TASK DESCRIPTION:
Each line of the data should be given again exactly.

[Dataset entries]
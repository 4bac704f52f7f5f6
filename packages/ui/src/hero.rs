use dioxus::prelude::*;

use crate::playback::{MediaEvent, PlaybackCommand, BACKGROUND_VIDEO_ID};

const HERO_CSS: Asset = asset!("/assets/styling/hero.css");

#[component]
pub fn Hero() -> Element {
    let site = crate::use_site();
    let config = site.config();
    let title = config.game_title;
    let video = config.background_video;

    rsx! {
        document::Link { rel: "stylesheet", href: HERO_CSS }

        section {
            id: "hero",
            if let Some(src) = video {
                BackgroundVideo { src }
            }
            div { class: "hero_overlay" }
            div { class: "hero_content",
                h1 { class: "hero_title", "{title}" }
                crate::Translated { entry: "hero.tagline", class: "hero_tagline" }
                crate::Translated { entry: "hero.subtitle", class: "hero_subtitle" }
                div { class: "cta_row",
                    crate::PageAnchor { class: "btn primary", href: "#wishlist",
                        crate::Translated { entry: "hero.cta", inline: true }
                    }
                }
            }
        }
    }
}

/// Muted background loop that keeps itself playing: rewinds on end, starts on
/// first frame and resumes whenever something pauses it.
#[component]
pub fn BackgroundVideo(src: String) -> Element {
    rsx! {
        video {
            id: BACKGROUND_VIDEO_ID,
            class: "background_video",
            src: "{src}",
            autoplay: true,
            muted: true,
            playsinline: true,
            preload: "auto",
            onended: move |_| apply(MediaEvent::Ended),
            onloadeddata: move |_| apply(MediaEvent::LoadedData),
            onpause: move |_| apply(MediaEvent::Paused),
        }
    }
}

fn apply(event: MediaEvent) {
    let js = PlaybackCommand::for_event(event).script(BACKGROUND_VIDEO_ID);
    spawn(async move {
        let _ = document::eval(&js).await;
    });
}
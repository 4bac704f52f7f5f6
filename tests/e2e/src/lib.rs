//! Browser-driven checks of the site against a locally spawned web server.

pub mod browser;
pub mod test_server;
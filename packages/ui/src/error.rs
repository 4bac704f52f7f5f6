use thiserror::Error;

/// Failures inside the page controllers. None of them reach the visitor:
/// callers log and fall back to defaults or no-ops.
#[derive(Debug, Error)]
pub enum SiteError {
    #[error("invalid site config: {0}")]
    Config(#[from] serde_json::Error),
    #[error("preference storage unavailable")]
    StorageUnavailable,
    #[error("preference storage rejected write of {key}")]
    StorageWrite { key: String },
}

FINAL ANSWER:
repository 4bac704f52f7f5f6
filename packages/ui/src/hero.rs
use dioxus::prelude::*;

use crate::playback::{MediaEvent, PlaybackCommand, BACKGROUND_VIDEO_ID};

const HERO_CSS: Asset = asset!("/assets/styling/hero.css");

#[component]
pub fn Hero() -> Element {
    let site = crate::use_site();
    let config = site.config();
    let title = config.game_title;
    let video = config.background_video;

    rsx! {
        document::Link { rel: "stylesheet", href: HERO_CSS }

        section {
            id: "hero",
            if let Some(src) = video {
                BackgroundVideo { src }
            }
            div { class: "hero_overlay" }
            div { class: "hero_content",
                h1 { class: "hero_title", "{title}" }
                crate::Translated { entry: "hero.tagline", class: "hero_tagline" }
                crate::Translated { entry: "hero.subtitle", class: "hero_subtitle" }
                div { class: "cta_row",
                    crate::PageAnchor { class: "btn primary", href: "#wishlist",
                        crate::Translated { entry: "hero.cta", inline: true }
                    }
                }
            }
        }
    }
}

/// Muted background loop that keeps itself playing: rewinds on end, starts on
/// first frame and resumes whenever something pauses it.
#[component]
pub fn BackgroundVideo(src: String) -> Element {
    rsx! {
        video {
            id: BACKGROUND_VIDEO_ID,
            class: "background_video",
            src: "{src}",
            autoplay: true,
            muted: true,
            playsinline: true,
            preload: "auto",
            onended: move |_| apply(MediaEvent::Ended),
            onloadeddata: move |_| apply(MediaEvent::LoadedData),
            onpause: move |_| apply(MediaEvent::Paused),
        }
    }
}

fn apply(event: MediaEvent) {
    let js = PlaybackCommand::for_event(event).script(BACKGROUND_VIDEO_ID);
    spawn(async move {
        let _ = document::eval(&js).await;
    });
}
repository 4bac704f52f7f5f6
filename tests/e2e/src/lib.rs
//! Browser-driven checks of the site against a locally spawned web server.

pub mod browser;
pub mod test_server;
filename packages/ui/src/error.rs
repository 4bac704f52f7f5f6
use thiserror::Error;

/// Failures inside the page controllers. None of them reach the visitor:
/// callers log and fall back to defaults or no-ops.
#[derive(Debug, Error)]
pub enum SiteError {
    #[error("invalid site config: {0}")]
    Config(#[from] serde_json::Error),
    #[error("preference storage unavailable")]
    StorageUnavailable,
    #[error("preference storage rejected write of {key}")]
    StorageWrite { key: String },
}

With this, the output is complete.